Alopecia in patients treated with molecularly targeted anticancer therapies
A partir d'une revue systématique de la littérature, cette étude fait le point sur l'association entre diverses thérapies ciblées et le risque d'alopécie chez des patients atteints de cancer
BACKGROUND The introduction of molecularly targeted anticancer therapies presents new challenges, among which dermatologic adverse events are noteworthy. Alopecia in particular is frequently reported, but the true incidence is not known. PATIENTS AND METHODS We sought to ascertain the incidence and risk of developing alopecia during treatment with approved inhibitors of oncogenic pathways and molecules (ALK, Bcr-abl, BRAF, BTK, CTLA-4, EGFR, HER2, JAK, MEK, mTOR, SMO, VEGF, VEGFR, PDGFR; proteasomes; CD20, CD30, CD52).
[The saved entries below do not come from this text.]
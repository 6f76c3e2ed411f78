//! Device position lookup.
//!
//! A [`Geolocator`] answers a single position request. [`acquire`] wraps it
//! with the request options: one attempt, bounded by a timeout, no cached
//! position accepted.

use std::{fmt::Debug, time::Duration};

use async_trait::async_trait;
use serde::{Deserialize, Serialize};
use thiserror::Error;

#[derive(Debug, Clone, Copy, PartialEq, Serialize, Deserialize)]
pub struct Coordinates {
    pub lat: f64,
    pub lon: f64,
}

impl Coordinates {
    pub fn new(lat: f64, lon: f64) -> Self {
        Self { lat, lon }
    }
}

#[derive(Debug, Clone, Copy, PartialEq, Eq, Error)]
pub enum LocationErrorKind {
    #[error("geolocation is not supported")]
    Unsupported,
    #[error("location permission denied")]
    PermissionDenied,
    #[error("position unavailable")]
    Unavailable,
    #[error("location request timed out")]
    Timeout,
    #[error("unknown geolocation error")]
    Unknown,
}

impl LocationErrorKind {
    /// Map a W3C geolocation error code (1, 2, 3) to a kind.
    pub fn from_code(code: u16) -> Self {
        match code {
            1 => Self::PermissionDenied,
            2 => Self::Unavailable,
            3 => Self::Timeout,
            _ => Self::Unknown,
        }
    }

    pub fn message(&self) -> &'static str {
        match self {
            Self::Unsupported => "Geolocation is not supported on this device",
            Self::PermissionDenied => {
                "Location permission denied. Please allow location access and try again."
            }
            Self::Unavailable => "Location information is unavailable",
            Self::Timeout => "Location request timed out",
            Self::Unknown => "Failed to get your location",
        }
    }
}

#[derive(Debug, Clone, PartialEq, Eq)]
pub struct GeoOptions {
    pub timeout: Duration,
    pub high_accuracy: bool,
    /// Oldest cached position a source may return. Zero means a fresh fix.
    pub maximum_age: Duration,
}

impl Default for GeoOptions {
    fn default() -> Self {
        Self {
            timeout: Duration::from_secs(10),
            high_accuracy: true,
            maximum_age: Duration::ZERO,
        }
    }
}

#[async_trait]
pub trait Geolocator: Send + Sync + Debug {
    async fn current_position(&self, options: &GeoOptions) -> Result<Coordinates, LocationErrorKind>;
}

/// Single attempt at a position, failing with `Timeout` once `options.timeout` elapses.
pub async fn acquire(
    source: &dyn Geolocator,
    options: &GeoOptions,
) -> Result<Coordinates, LocationErrorKind> {
    match tokio::time::timeout(options.timeout, source.current_position(options)).await {
        Ok(Ok(coords)) => {
            tracing::debug!(lat = coords.lat, lon = coords.lon, "position acquired");
            Ok(coords)
        }
        Ok(Err(kind)) => {
            tracing::debug!(?kind, "position request failed");
            Err(kind)
        }
        Err(_) => {
            tracing::debug!(timeout = ?options.timeout, "position request timed out");
            Err(LocationErrorKind::Timeout)
        }
    }
}

/// Position fixed by configuration or command-line flags.
///
/// Without a position the device is treated as having no geolocation support.
#[derive(Debug, Clone, Default)]
pub struct StaticGeolocator {
    position: Option<Coordinates>,
}

impl StaticGeolocator {
    pub fn new(position: Option<Coordinates>) -> Self {
        Self { position }
    }
}

#[async_trait]
impl Geolocator for StaticGeolocator {
    async fn current_position(&self, _options: &GeoOptions) -> Result<Coordinates, LocationErrorKind> {
        self.position.ok_or(LocationErrorKind::Unsupported)
    }
}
Electronic database (Pubmed, Web of Science) and ASCO meeting abstract searches were conducted to identify clinical trials reporting alopecia. Meta-analysis was conducted utilizing fixed- or random-effects models. RESULTS The calculated overall incidence of all-grade alopecia was 14.7% (95% confidence interval [CI]: 12.6-17.2%)—lowest with bortezomib, 2.2% (95% CI: 0.4-10.9%), and highest with vismodegib, 56.9% (95% CI: 50.5-63.1%). There was an increased risk of all-grade alopecia (relative risk [RR], 7.9 [95% CI: 6.2-10.09, P=<0.01]) compared with placebo, but when compared with chemotherapy, the risk was lower (RR, 0.32 [95% CI: 0.2-0.55, P=<0.01]). CONCLUSIONS Targeted therapies are associated with an increased risk of alopecia.